A intenção, na verdade, partiu de um projeto de fotografias em que uma delas retratava Vera em preto e branco e a partir disso, as diretoras britânicas encontraram algum fascínio em sua figura. O que se segue nas imagens é uma descoberta além delas, além do rosto calmo e do sorriso tímido da freira, da admiração daqueles que frequentam a igreja e de sua postura séria. São trechos de sua voz, colocados acima de paisagens e imagens contemplativas dos cenários gélidos, em planos abertos, que contam a verdadeira história de Vera, como nunca quis ser freira, a descoberta do HIV e seu passado conturbado envolvendo drogas e um amor nocivo. Não vemos o rosto da mulher ao contar o que realmente sente e relembrar sua trajetória, mas reconhecemos a calma em sua voz, a mesma com que fala com os cavalos. Esse paralelo traçado explora um contraste entre as imagens apresentadas que, mesmo que assustadoras ou estranhas, não levantavam a possibilidade de Vera não estar feliz com seu papel dentro da igreja. O preto e branco além de criar toda essa atmosfera poética e de opressão, também acaba por deixar a mise-en-scène mais “limpa” concentrando o olhar em pontos específicos o que, mais uma vez, aliado a um trabalho de som que preza pelo silêncio, não questiona a igreja, nem a posição de cada pessoa, apenas observa e por meio de seus retratos, exprime a rigidez que a ortodoxia carrega.

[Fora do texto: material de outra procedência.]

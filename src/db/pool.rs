use diesel::r2d2::{ConnectionManager, Pool, PooledConnection};
use diesel::sqlite::SqliteConnection;
use std::env;

pub type DbPool = Pool<ConnectionManager<SqliteConnection>>;
pub type DbConn = PooledConnection<ConnectionManager<SqliteConnection>>;

/// Build a pool from `DATABASE_URL`, falling back to a local file.
pub fn init_pool() -> DbPool {
    let database_url = env::var("DATABASE_URL").unwrap_or_else(|_| "precinct.db".to_string());
    init_pool_with_url(&database_url)
}

pub fn init_pool_with_url(database_url: &str) -> DbPool {
    let manager = ConnectionManager::<SqliteConnection>::new(database_url);
    Pool::builder()
        .build(manager)
        .expect("Failed to create DB pool")
}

É portanto a própria mulher que conta sua história e questiona a si mesma, por sua narração e pelo desenrolar de suas atitudes. Mesmo que as cenas a mostrem contente, seja com seus animais ou ao redor de sua família, Vera mostra inquietude em seu discurso, o que impacta pela dureza das imagens. É assim que a cor é inserida no momento em que ela assume novamente seu nome de nascimento, Olga, e remove as vestes de freira. Ainda que a fotografia revele as cores de Olga e do mundo, mudando de cenário e idiomas, é ainda sua narração que revela a verdade sobre as roupas queimadas e toda uma vida deixada para trás. A mulher, a freira, a aprendiz com os cavalos, são todas figuras de uma mesma pessoa que não se abre por completo diante do espectador, as diretoras constroem um fascínio pelo seu mistério em tela enquanto o som costura pedaço a pedaço algumas pistas, mas é só à própria Olga que pertence sua história. No fim, a fotografia que inspirou o filme, captando em uma imagem o interesse pelo ícone, se transforma em um longa com o mesmo efeito, uma representação, uma ilustração, com uma profundidade impossível de ser desbravada, instigando quem observa.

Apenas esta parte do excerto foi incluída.